Schon im 18. Jahrhundert befreiten sich die
Kolonialmächte von den Fesseln der Freiheit, indem sie Gefangene auf
Strafinseln verbrachten. Dabei folgten sie einer primitiven Logik:
Fern der Zivilisation konnten sie foltern, ohne heimisches Recht zu
brechen.
Diesen so offensichtlichen Selbstbetrug begehen die Amerikaner nun
erneut. Indem sie Menschen in Folterstaaten fliegen. Und indem sie
auf Kuba ein außerstaatliches Straflager in einem rechtsfreien Raum
geschaffen haben. Die Frage lautet nun: Was wiegt schwerer? Die
Verhinderung neuer Angriffe durch unzivilisierte Methoden oder der
Glaubwürdigkeitsverlust bei jenen, die ein Wertemodell importieren
sollen, das nur bei Schönwetter gilt?
Bisher hat noch kein deutscher Politiker das Lager auf Kuba
gutgeheißen. Auch nicht Wolfgang Schäuble. Umso erstaunlicher ist es,
wenn er nun zu verstehen gibt, dass auch unter Folter erzwungene
Aussagen verwendet werden dürften. Damit beschränkt er sich auf die
Logik der Geheimdienstler, es sei nun mal ihr Job, Informationen zu
sammeln.
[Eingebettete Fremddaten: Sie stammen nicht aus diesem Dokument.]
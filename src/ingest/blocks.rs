//! Block parsing for raw source documents.
//!
//! A source document is plain UTF-8 text, grouped into blocks by blank
//! lines. Each block is either a single heading line or one line per
//! configured language, in declaration order (Arabic first, then
//! transliteration, then English in the usual setup).

use std::fs;
use std::path::Path;

use serde::{Deserialize, Serialize};

use crate::error::{MutunError, Result};

/// One blank-line-delimited group of non-empty, trimmed lines.
pub type Block = Vec<String>;

/// Recognized heading-line markers.
///
/// The first prefix is the one prepended to unmarked heading lines;
/// the rest are accepted on input without re-prefixing.
#[derive(Debug, Clone, PartialEq, Eq, Serialize, Deserialize)]
#[serde(transparent)]
pub struct HeadingPrefixes {
    pub prefixes: Vec<String>,
}

impl Default for HeadingPrefixes {
    fn default() -> Self {
        Self {
            prefixes: vec!["INFO: ".to_string(), "DESC: ".to_string()],
        }
    }
}

impl HeadingPrefixes {
    /// Whether a line already starts with a recognized marker.
    pub fn is_heading(&self, line: &str) -> bool {
        self.prefixes.iter().any(|p| line.starts_with(p.as_str()))
    }

    /// Mark a line as a heading, unless it already is one.
    pub fn apply(&self, line: &str) -> String {
        if self.is_heading(line) || self.prefixes.is_empty() {
            line.to_string()
        } else {
            format!("{}{}", self.prefixes[0], line)
        }
    }
}

/// Split document content into blocks.
///
/// Lines are trimmed; blank lines separate blocks and consecutive
/// blanks are collapsed. A final block needs no trailing blank line.
pub fn parse_blocks(content: &str) -> Vec<Block> {
    let mut blocks = Vec::new();
    let mut current: Block = Vec::new();

    for line in content.lines() {
        let line = line.trim();
        if !line.is_empty() {
            current.push(line.to_string());
        } else if !current.is_empty() {
            blocks.push(std::mem::take(&mut current));
        }
    }

    if !current.is_empty() {
        blocks.push(current);
    }

    blocks
}

/// Read a source file and split it into blocks.
pub fn read_blocks(path: &Path) -> Result<Vec<Block>> {
    let content = fs::read_to_string(path).map_err(|e| MutunError::io(path, e))?;
    Ok(parse_blocks(&content))
}

/// Expand heading blocks to full arity and validate every block.
///
/// A 1-line block is marked as a heading (if not already) and
/// replicated `languages` times, so the heading reads identically in
/// every language slot. Any other arity besides `languages` fails with
/// the 1-based block index and its content; nothing is written on that
/// path because normalization runs before any output.
pub fn normalize_blocks(
    blocks: Vec<Block>,
    languages: usize,
    prefixes: &HeadingPrefixes,
) -> Result<Vec<Block>> {
    blocks
        .into_iter()
        .enumerate()
        .map(|(i, block)| {
            if block.len() == 1 {
                let heading = prefixes.apply(&block[0]);
                Ok(vec![heading; languages])
            } else if block.len() == languages {
                Ok(block)
            } else {
                Err(MutunError::BlockArity {
                    index: i + 1,
                    expected: languages,
                    found: block.len(),
                    lines: block,
                })
            }
        })
        .collect()
}

/// Project one language's column across all normalized blocks.
pub fn column(blocks: &[Block], index: usize) -> Vec<String> {
    blocks.iter().map(|b| b[index].clone()).collect()
}

/// Count blocks that carry text rather than a heading.
pub fn text_block_count(blocks: &[Block], prefixes: &HeadingPrefixes) -> usize {
    blocks
        .iter()
        .filter(|b| !b.is_empty() && !prefixes.is_heading(&b[0]))
        .count()
}
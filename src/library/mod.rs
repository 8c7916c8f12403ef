//! Catalog and text-record storage for the data repository.
//!
//! # Storage Layout
//!
//! ```text
//! <root>/
//! └── <category>/                  # duas, ziyarah, dhikr, ...
//!     ├── index.json               # Catalog: all items in this category
//!     └── text/
//!         └── <language>/
//!             └── <id>.json        # LanguageText: one item, one language
//! ```

pub mod catalog;
pub mod records;

pub use catalog::{catalog_path, slug_from_title, Catalog, CatalogEntry, Title};
pub use records::{record_path, LanguageText};
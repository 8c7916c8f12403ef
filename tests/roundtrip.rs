//! Raw-source reconstruction tests
//!
//! rebuild-raw is the designed inverse of ingestion: its output parses
//! back into the same blocks the records were written from.

use std::collections::BTreeMap;
use std::path::Path;

use tempfile::TempDir;

use mutun::error::MutunError;
use mutun::ingest::{parse_blocks, HeadingPrefixes, ItemManifest, Pipeline};
use mutun::library::{record_path, LanguageText};

fn manifest(name: &str) -> ItemManifest {
    ItemManifest {
        name: name.to_string(),
        category: "dhikr".to_string(),
        description: String::new(),
        languages: vec![
            "ar".to_string(),
            "transliteration".to_string(),
            "en".to_string(),
        ],
        title_translations: BTreeMap::new(),
        audio_id: None,
        item_type: None,
    }
}

fn pipeline(root: &Path) -> Pipeline {
    Pipeline::new(root, HeadingPrefixes::default())
}

#[test]
fn test_roundtrip_full_arity_distinct_lines() {
    let temp = TempDir::new().unwrap();
    let source = "alif\nbe\ncee\n\ndal\nhe\nef\n";
    let input = temp.path().join("raw.txt");
    std::fs::write(&input, source).unwrap();

    let pipeline = pipeline(temp.path());
    pipeline.ingest(&manifest("Round Trip"), &input, false).unwrap();

    let output = temp.path().join("rebuilt.txt");
    let blocks = pipeline.rebuild_raw("dhikr", "round-trip", &output).unwrap();
    assert_eq!(blocks, 2);

    let rebuilt = std::fs::read_to_string(&output).unwrap();
    assert_eq!(parse_blocks(&rebuilt), parse_blocks(source));
}

#[test]
fn test_roundtrip_collapses_headings() {
    let temp = TempDir::new().unwrap();
    let source = "Opening\n\na\nb\nc\n";
    let input = temp.path().join("raw.txt");
    std::fs::write(&input, source).unwrap();

    let pipeline = pipeline(temp.path());
    pipeline.ingest(&manifest("With Heading"), &input, false).unwrap();

    let output = temp.path().join("rebuilt.txt");
    pipeline.rebuild_raw("dhikr", "with-heading", &output).unwrap();

    let rebuilt = std::fs::read_to_string(&output).unwrap();
    // The replicated heading comes back as one marked line.
    assert_eq!(
        parse_blocks(&rebuilt),
        vec![
            vec!["INFO: Opening".to_string()],
            vec!["a".to_string(), "b".to_string(), "c".to_string()],
        ]
    );

    // Re-ingesting the rebuilt file reproduces the same records.
    let en_before =
        LanguageText::load(&record_path(temp.path(), "dhikr", "en", "with-heading")).unwrap();
    pipeline.ingest(&manifest("With Heading"), &output, false).unwrap();
    let en_after =
        LanguageText::load(&record_path(temp.path(), "dhikr", "en", "with-heading")).unwrap();
    assert_eq!(en_before, en_after);
}

#[test]
fn test_rebuild_unknown_id() {
    let temp = TempDir::new().unwrap();
    let err = pipeline(temp.path())
        .rebuild_raw("dhikr", "nope", &temp.path().join("out.txt"))
        .unwrap_err();
    assert!(matches!(err, MutunError::EntryNotFound { .. }));
}

#[test]
fn test_rebuild_missing_record_is_fatal() {
    let temp = TempDir::new().unwrap();
    let input = temp.path().join("raw.txt");
    std::fs::write(&input, "a\nb\nc\n").unwrap();

    let pipeline = pipeline(temp.path());
    pipeline.ingest(&manifest("Incomplete"), &input, false).unwrap();

    std::fs::remove_file(record_path(temp.path(), "dhikr", "ar", "incomplete")).unwrap();

    let err = pipeline
        .rebuild_raw("dhikr", "incomplete", &temp.path().join("out.txt"))
        .unwrap_err();
    assert!(matches!(err, MutunError::MissingTextFile { .. }));
}

#[test]
fn test_rebuild_detects_length_mismatch() {
    let temp = TempDir::new().unwrap();
    let input = temp.path().join("raw.txt");
    std::fs::write(&input, "a\nb\nc\n\nx\ny\nz\n").unwrap();

    let pipeline = pipeline(temp.path());
    pipeline.ingest(&manifest("Skewed"), &input, false).unwrap();

    // Truncate one language's record behind the catalog's back.
    let path = record_path(temp.path(), "dhikr", "en", "skewed");
    let mut record = LanguageText::load(&path).unwrap();
    record.text.pop();
    record.save(&path).unwrap();

    let err = pipeline
        .rebuild_raw("dhikr", "skewed", &temp.path().join("out.txt"))
        .unwrap_err();

    match err {
        MutunError::LineCountMismatch { id, counts } => {
            assert_eq!(id, "skewed");
            assert!(counts.contains(&("en".to_string(), 1)));
            assert!(counts.contains(&("ar".to_string(), 2)));
        }
        other => panic!("unexpected error: {other}"),
    }
}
Selbst dürften sie natürlich nicht foltern. Doch wenn wir
uns darüber freuen sollen, ist es weit gekommen. Ziel der Folter ist
es, durch Zufügung von körperlichen oder seelischen Schmerzen an
Informationen zu gelangen. Um die Informationen geht es. Wer ihnen
nachjagt, ist moralisch keinen Deut besser als die Folterer selbst.
Es gibt kein Dazwischen: Entweder glaubt man, Folter sei zur
Verhinderung größeren Übels erlaubt. Oder nicht.
Die Verhöre der deutschen Geheimdienstler in Syrien und Guantanamo
sind nicht damit abzutun, alles sei korrekt verlaufen. Außenminister
Steinmeier hob nicht zufällig den Fall des Deutsch-Syrers Zammar
hervor. Robuste Verhöre lassen sich besser rechtfertigen bei einem
Mann, der zum Zirkel der Terroristen vom 11. September zählt. Doch
der Fall des in Deutschland geborenen Türken Murat Kurnaz zeigt, wie
fließend der Übergang zur Willkür ist. Kurnaz sitzt seit vier Jahren
in Guantanamo, ohne zu wissen, was ihm vorgeworfen wird.
Kurnaz gilt schlicht als „feindlicher Kämpfer”. Mehrere
US-Gerichte haben entschieden, dies rechtfertige keine Inhaftierung.
Doch US- Recht gilt nicht für Kurnaz. Er sitzt ja in Kuba. Die
Bush-Regierung wehrt sich mit allen Mitteln dagegen, dass
Guantanamo-Häftlinge vor Zivilgerichte ziehen können. Sie wird
wissen, warum. Schäuble wird dies auch wissen, ebenso wie die
deutschen Geheimdienstler, die Kurnaz verhört haben. Deshalb ist es
verlogen zu behaupten, sie hätten von den dortigen Methoden nichts
gewusst. Dann hätten sie allemal einen schlechten Job gemacht.